Robert Stone (novelist)
Robert Stone | |
---|---|
Robert Stone at the 2010 Texas Book Festival. | |
Born |
Brooklyn, New York, United States | August 21, 1937
Died |
January 10, 2015 77) Key West, Florida, United States | (aged
Occupation | Author, journalist |
Literary movement | Naturalism, Stream of consciousness |
Notable works | Dog Soldiers |
Notable awards | National Book Award 1975 |
Robert Stone (August 21, 1937 – January 10, 2015) was an American novelist.
He was twice a finalist for the Pulitzer Prize and once for the PEN/Faulkner Award.[1][2][3][4] Stone was five times a finalist for the National Book Award for Fiction,[5] which he did receive in 1975 for his novel Dog Soldiers.[6][7] Time magazine included this novel in its list TIME 100 Best English-language Novels from 1923 to 2005.[8] Dog Soldiers was adapted into the film Who'll Stop the Rain (1978) starring Nick Nolte, from a script that Stone co-wrote.[9]
During his lifetime Stone received material support and recognition including Guggenheim[10] and National Endowment for the Humanities fellowships, the five-year Mildred and Harold Strauss Living Award, the John Dos Passos Prize for Literature, and the American Academy and Institute of Arts and Letters Award. Stone also offered his own support and recognition of writers during his lifetime, serving as Chairman of the PEN/Faulkner Foundation Board of Directors for over thirty years.[11]
Stone's best known work is characterized by action-tinged adventures, political concerns and dark humor. Many of his novels are set in unusual, exotic landscapes of raging social turbulence, such as the Vietnam War; a post-coup violent banana republic in Central America; Jim Crow-era New Orleans, and Jerusalem on the verge of the millennium.[12]
Life
Robert Stone was born in Brooklyn, New York to a "family of Scottish Presbyterians and Irish Catholics who made their living as tugboat workers in New York harbor."[13] Until the age of six he was raised by his mother, who suffered from schizophrenia; after she was institutionalized, he spent several years in a Catholic orphanage. In his short story "Absence of Mercy", which he has called autobiographical,[14] the protagonist Mackay is placed at age five in an orphanage described as having had "the social dynamic of a coral reef".
The battered protagonists and "harrowing creations" in Stone's fiction often transmit a "mix of gloom and bleak irony" that would seem to come from Stone's personal experience: he had a difficult upbringing (besides his mother's schizophrenia, his father abandoned Stone's mother soon after his birth)[15] and Stone had his share of struggles with alcohol and drugs.[16] He was kicked out of a Marist high school during his senior year[17] for "drinking too much beer and being 'militantly atheistic' " and didn't graduate.[13] Soon afterwards, Stone joined the Navy for four years.
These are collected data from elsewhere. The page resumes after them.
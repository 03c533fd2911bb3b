//! Borescan - borehole scan downloader for the BGS SOBI scans service
//!
//! Finds boreholes inside a polygon, downloads their scanned record pages and
//! assembles one PDF per borehole.

pub mod cache;
pub mod config;
pub mod error;
pub mod export;
pub mod index;
pub mod models;
pub mod pdf;
pub mod pipeline;
pub mod report;
pub mod resolver;
pub mod scans;

pub use config::Config;
pub use error::{Result, ScanError};
pub use models::{BoreholeRecord, BoreholeSet, ManifestEntry, PageUrl, ScanTable};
At sea he traveled to many remote places, including Antarctica and Egypt. But according to Stone, it was his first shore leave in a pre-Fidel Castro era Havana, Cuba that left a mark on him in terms of its lasting impact on Stone's future writing:
"Havana was my first liberty port, my first foreign city. It was 1955 and I was 17, a radio operator with an amphibious assault force in the U.S. Navy ... At the time, I was struck less by the frivolity of Havana than by its unashamed seriousness ... All this Spanish tragedy, leavened with Creole sensuality, made Havana irresistible. Whether or not I got it right, I have used the film of its memory ever since in turning real cities into imaginary ones."[13]
Stone had many nautical experiences that would shape his creative imagination, some of these described in his memoir Prime Green, published in 2007. These first-hand experiences would at times turn violent: Stone witnessed the French Army bombing Port Said.
In the early 1960s, he briefly attended New York University; worked as a copy boy at the New York Daily News; married and moved to New Orleans; and attended the Wallace Stegner workshop at Stanford University, where he began writing a novel. Although he met the influential Beat Generation writer Ken Kesey and other Merry Pranksters, he was not a passenger on the famous 1964 bus trip to New York, contrary to some media reports.[18] Living in New York at the time, he met the bus on its arrival and accompanied Kesey to an "after-bus party" whose attendees included a dyspeptic Jack Kerouac.[19]
Stone taught in the creative writing programs at various university programs around the United States. He was at Johns Hopkins University Writing Seminars from 1993–1994 and subsequently at Yale University. For the 2010–2011 school year, Stone was the Endowed Chair in the English Department at Texas State University-San Marcos. He was also active in many of the writing seminars in and around Key West, Florida[13] where he resided during the winter months.[17] Stone was appointed an honorary director of the Key West Literary Seminar serving in that capacity during the final decade of his life.[20]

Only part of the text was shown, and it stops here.